Una vez más nada de esto ocurre. El apartamento está vacío, frío, fuera de este mundo, en algún lugar del universo al que sólo Yu y yo sabemos llegar, pero no eternamente, sólo mientras al abrir los ojos continuemos viendo trazarse con claridad el camino y este final de ese camino. El olor amargamente dulce de su cuerpo es señal de que ha estado aquí. Ha estado en el baño. Ha pasado al dormitorio y se ha tumbado en la cama unos instantes. Luego se ha sentado en el sofá bastante rato. Justo enfrente, apoyado en una estantería, hay un sobre. Un sobre amargamente blanco.
No es necesario abrirlo para saber lo que dice. Dice que tiene que regresar a Taiwan con su marido, a su hermosa vida. Dice que puedo escribirle y que puedo ir a visitarla, que seré su huésped más importante. Dice que me quiere. Me pide perdón.
Me lo meto en el bolsillo por si en algún momento me siento capaz de leerlo. Recorro el piso despacio. Abro los armarios para ver por última vez los trajes y los zapatos de Eduardo. En la cocina todo está en orden. Extiendo las toallas en el toallero. Si se piensa bien no es tan trágico. He perdido de vista a Eduardo como se pierde de vista a alguien que desaparece a lo lejos aunque no hayamos cesado de mirar. En una curva o tras un repecho, la gente desaparece.
Ulises está agotado de las correrías de ayer domingo. Le abro la puerta del jardín y me saluda meneando el rabo, pero sin saltar ni correr. Cruza el salón con paso cansado y le huele las zapatillas a mi madre. Es un anciano.
Mi madre me mira con los ojos muy abiertos.
Quiere que la semana que viene empieces a ir por la clínica. Dice que si se te da bien, te costeará la carrera de odontólogo para que te ocupes del negocio cuando él se jubile. No está mal ¿no crees? Quiere que nos casemos dentro de un mes. Dice que es ridículo que esperemos más tiempo.
Uli, ¿estás hecho polvo, verdad?, digo.
Deberías hacerle una caseta en el jardín, dice mi madre tristemente.
Todo se va a solucionar, le digo. El mundo está lleno de problemas, pero también de soluciones. Me han ofrecido un trabajo en el polideportivo.

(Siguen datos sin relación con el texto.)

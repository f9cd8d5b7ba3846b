//! Last-writer-wins merge of local and remote task sets.

use std::collections::hash_map::Entry;
use std::collections::HashMap;

use devtasks_common::{sort_newest_first, Task};

/// Merge a local task set with an authoritative remote snapshot.
///
/// Whole-record last-writer-wins per id:
/// - id only in local: kept (assumed not yet acknowledged by remote)
/// - id only in remote: adopted
/// - id in both: the record with the greater `updatedAt` wins; a missing
///   timestamp compares as the earliest possible instant; exact ties
///   resolve to the remote copy
///
/// No field-level merging, no tombstones: a local delete that has not yet
/// reached the remote is resurrected if the remote still returns the id.
/// Records with an empty id are dropped. The result is sorted
/// newest-updated first, matching the local store's `list()` contract.
pub fn merge(local: Vec<Task>, remote: Vec<Task>) -> Vec<Task> {
    let mut by_id: HashMap<String, Task> = HashMap::new();

    for task in local {
        if task.id.is_empty() {
            continue;
        }
        by_id.insert(task.id.clone(), task);
    }

    for task in remote {
        if task.id.is_empty() {
            continue;
        }
        match by_id.entry(task.id.clone()) {
            Entry::Occupied(mut slot) => {
                if task.updated_ts() >= slot.get().updated_ts() {
                    slot.insert(task);
                }
            }
            Entry::Vacant(slot) => {
                slot.insert(task);
            }
        }
    }

    let mut merged: Vec<Task> = by_id.into_values().collect();
    sort_newest_first(&mut merged);
    merged
}

#[cfg(test)]
mod tests {
    use super::*;
    use chrono::{DateTime, TimeZone, Utc};
    use devtasks_common::TaskStatus;
    use proptest::prelude::*;
    use std::collections::BTreeMap;

    fn ts(secs: i64) -> DateTime<Utc> {
        Utc.timestamp_opt(secs, 0).unwrap()
    }

    fn task(id: &str, title: &str, updated_secs: i64) -> Task {
        let mut t = Task::new(id, title);
        t.updated_at = Some(ts(updated_secs));
        t
    }

    #[test]
    fn test_local_only_task_survives() {
        // Local X never synced; remote has no X.
        let merged = merge(vec![task("x", "offline", 100)], vec![]);
        assert_eq!(merged.len(), 1);
        assert_eq!(merged[0].id, "x");
        assert_eq!(merged[0].updated_ts(), ts(100));
    }

    #[test]
    fn test_remote_only_task_adopted() {
        let merged = merge(vec![], vec![task("r", "from remote", 100)]);
        assert_eq!(merged.len(), 1);
        assert_eq!(merged[0].id, "r");
    }

    #[test]
    fn test_newer_remote_wins() {
        let mut local = task("x", "local", 100);
        local.status = TaskStatus::Todo;
        let mut remote = task("x", "remote", 200);
        remote.status = TaskStatus::Done;

        let merged = merge(vec![local], vec![remote]);
        assert_eq!(merged[0].status, TaskStatus::Done);
        assert_eq!(merged[0].updated_ts(), ts(200));
    }

    #[test]
    fn test_newer_local_wins() {
        let merged = merge(vec![task("x", "local", 300)], vec![task("x", "remote", 200)]);
        assert_eq!(merged[0].title, "local");
    }

    #[test]
    fn test_remote_wins_exact_tie() {
        let merged = merge(vec![task("x", "Old", 100)], vec![task("x", "New", 100)]);
        assert_eq!(merged[0].title, "New");
    }

    #[test]
    fn test_missing_timestamp_loses_to_any_stamp() {
        let local = Task::new("x", "no stamp");
        let merged = merge(vec![local], vec![task("x", "stamped", 1)]);
        assert_eq!(merged[0].title, "stamped");
    }

    #[test]
    fn test_merged_updated_at_is_max() {
        let merged = merge(vec![task("x", "local", 150)], vec![task("x", "remote", 90)]);
        assert_eq!(merged[0].updated_ts(), ts(150));
    }

    #[test]
    fn test_result_sorted_newest_first() {
        let merged = merge(
            vec![task("a", "A", 10), task("b", "B", 30)],
            vec![task("c", "C", 20)],
        );
        let ids: Vec<&str> = merged.iter().map(|t| t.id.as_str()).collect();
        assert_eq!(ids, vec!["b", "c", "a"]);
    }

    #[test]
    fn test_empty_ids_dropped() {
        let merged = merge(vec![task("", "bad", 10)], vec![task("", "bad", 20)]);
        assert!(merged.is_empty());
    }

    fn arb_task() -> impl Strategy<Value = Task> {
        (prop::sample::select(vec!["a", "b", "c", "d"]), 0i64..6).prop_map(|(id, secs)| {
            let mut t = Task::new(id, format!("task {id}"));
            t.updated_at = Some(ts(secs));
            t
        })
    }

    fn arb_tasks() -> impl Strategy<Value = Vec<Task>> {
        prop::collection::vec(arb_task(), 0..6)
    }

    fn by_id(tasks: Vec<Task>) -> BTreeMap<String, Task> {
        tasks.into_iter().map(|t| (t.id.clone(), t)).collect()
    }

    fn max_ts_by_id(tasks: &[Task]) -> BTreeMap<String, DateTime<Utc>> {
        let mut out = BTreeMap::new();
        for t in tasks {
            let entry = out.entry(t.id.clone()).or_insert_with(|| t.updated_ts());
            if t.updated_ts() > *entry {
                *entry = t.updated_ts();
            }
        }
        out
    }

    proptest! {
        #[test]
        fn prop_merge_is_idempotent(local in arb_tasks(), remote in arb_tasks()) {
            let once = merge(local, remote.clone());
            let twice = merge(once.clone(), remote);
            prop_assert_eq!(by_id(once), by_id(twice));
        }

        #[test]
        fn prop_merged_timestamp_is_max(local in arb_tasks(), remote in arb_tasks()) {
            let remote_max = max_ts_by_id(&remote);
            let merged = by_id(merge(local.clone(), remote));

            for (id, task) in &merged {
                // For a duplicated local id only the last write is live.
                let l = local.iter().rev().find(|t| &t.id == id).map(|t| t.updated_ts());
                let r = remote_max.get(id).copied();
                let expected = l.into_iter().chain(r).max().unwrap();
                prop_assert_eq!(task.updated_ts(), expected);
            }
        }
    }
}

Otro trabajo de ésos, dice.
Deseo con todas mis fuerzas que mi madre vuelva a sus clases de gimnasia y a no dar ni golpe. Y deseo ver a Yu. Y deseo ser un genio del cine. La clave que Serafín me hizo memorizar es lo único que tiene valor en mi cabeza, o sea, es lo único que existe nada más que en mi cabeza. Y deseo que también exista fuera de ella. Pongo gran energía en este pensamiento para que se haga real y sólido como una piedra.
Voy a sacar un rato al perro, le digo a mi madre.
El ambiente de la casa de Serafín aún conserva el olor a ropa de fumador de negro. No parece que haya entrado nadie más. Ulises me mira con la lengua fuera. Levanto la trampilla, baja Ulises y luego yo. En el cuarto todo está como lo dejamos. Recojo los walkman y me los meto en el bolsillo.
Vas a estar sin mí un par de días, Uli ¿podrás resistirlo? ¿Sabes que el dinero está en todas partes? Hay más dinero que hojas en los árboles. No brilla, ni siquiera se ve, por eso no lo llamamos tesoro.